Wednesday 26 May 2010

Comic artists and English

Foyles had an event with two of the biggest US comics / cartoon / graphic novel artists, Daniel Clowes and Chris Ware. The theatre it was held in (Cochrane Theatre by Central St Martins School of Art) was full so they clearly have a huge clientele over here -- including son Jim who took me along with his animator mate, Alex Potts.

Chris Ware in particular had things to say about drawing comics that struck me as consistent with my understanding of writing as they it be occurring in school English.

Kids want to draw/write fiction with exotic characters but can’t because they haven’t enough experience. Turn them therefore to their own real lives, and even away from fiction. An account of a gym lesson, according to Ware, could be far more exciting than anything from what we usually think of as imagination (and, I would add, would involve as much real imagination). This is what Harold Rosen and those who thought like him at Walworth School and elsewhere were onto in the mid-fifties, and it’s consistent with the advice and practice of, say, Ted Hughes.
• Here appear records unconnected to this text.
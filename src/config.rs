//! The live configuration handle: load, lookup, reload, subscribe.

use crate::ast::SourceRef;
use crate::error::{ConfigError, ConfigResult};
use crate::flatten::flatten;
use crate::loader::load_all;
use crate::value::{FromValue, Value};
use std::collections::{BTreeMap, HashMap};
use std::panic::{catch_unwind, AssertUnwindSafe};
use std::sync::{Arc, Mutex, PoisonError, RwLock};

/// A subscription matcher: either one exact dotted name, or every name
/// under a prefix.
#[derive(Debug, Clone, PartialEq, Eq, Hash)]
pub enum Pattern {
    /// Matches exactly one dotted name.
    Exact(String),
    /// Matches every name starting with the given prefix.
    Prefix(String),
}

impl Pattern {
    /// Creates an exact-name pattern.
    pub fn exact(name: impl Into<String>) -> Self {
        Pattern::Exact(name.into())
    }

    /// Creates a prefix pattern. `Pattern::prefix("")` matches everything.
    pub fn prefix(name: impl Into<String>) -> Self {
        Pattern::Prefix(name.into())
    }

    /// Whether this pattern matches the given dotted name.
    pub fn matches(&self, name: &str) -> bool {
        match self {
            Pattern::Exact(n) => n == name,
            Pattern::Prefix(p) => name.starts_with(p.as_str()),
        }
    }
}

/// Callback invoked with `(name, new_value)` when a subscribed name
/// changes. `None` means the name disappeared from the configuration.
pub type ChangeHandler = Box<dyn Fn(&str, Option<&Value>) + Send + Sync>;

/// Callback receiving handler failures caught during notification
/// dispatch.
pub type ErrorSink = Box<dyn Fn(&str) + Send + Sync>;

type Snapshot = Arc<HashMap<String, Value>>;

struct ConfigInner {
    /// Root sources, fixed at construction.
    roots: Vec<SourceRef>,
    /// The published flat mapping. Swapped whole on reload; readers clone
    /// the Arc and never observe partial mutation.
    map: RwLock<Snapshot>,
    /// Every source visited by the most recent successful load,
    /// transitively. The auto-reload fingerprint covers exactly this set.
    sources: Mutex<Vec<SourceRef>>,
    /// Pattern → handlers, insertion order preserved per pattern.
    /// Insert-only; there is no unsubscribe.
    subscriptions: Mutex<HashMap<Pattern, Vec<ChangeHandler>>>,
    /// Serializes the read-recompute-swap-diff sequence so two concurrent
    /// reloads cannot interleave their diffs.
    reload_lock: Mutex<()>,
    /// Host-controlled sink for handler failures; stderr when unset.
    error_sink: RwLock<Option<ErrorSink>>,
}

/// A live configuration namespace.
///
/// Cheap to clone; clones share the same underlying state, which is what
/// lets the auto-reload thread and the host observe the same mapping.
#[derive(Clone)]
pub struct Config {
    inner: Arc<ConfigInner>,
}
As for process, if I got it right, neither is in favour of sketchbooks and rough versions (for writers that would be notebooks and drafts). For Clowes going out every day to sketch when he was learning to draw was a drag and brought no pleasure; similarly doing his strips in rough to work out the ideas. Both felt the final version lacked energy and drawing it was a chore, so they now go straight to the final paper (they specified the brand, size and gauge!). The experience is 100 per cent pleasure when you don’t know what’s going to happen two pages ahead. In English at certain times the orthodoxy drafts and revision and may still be. James Britton expressed the same objection to it as Clowes and Ware, and emphasised the value of what he called ‘shaping at the point of utterance’ (‘utterance’, obviously, being used to include written ‘speech’.)

Drawing/composition should above all be a process of discovery.

Ignore thoughts of your audience. You know in general the sort of people you’d like to read your stuff; beyond that just make sure it’s intelligible. The transaction is between you, your stuff and your medium, so concentrate on that.

Ignore form, don’t try to develop a distinctive style. Focus on the content and draw/write it whatever way you do.

When I have my own school I'll have these guys in to teach drawing comics (as Jim in fact does now), and I’d get the kids to speculate about the implications for writing.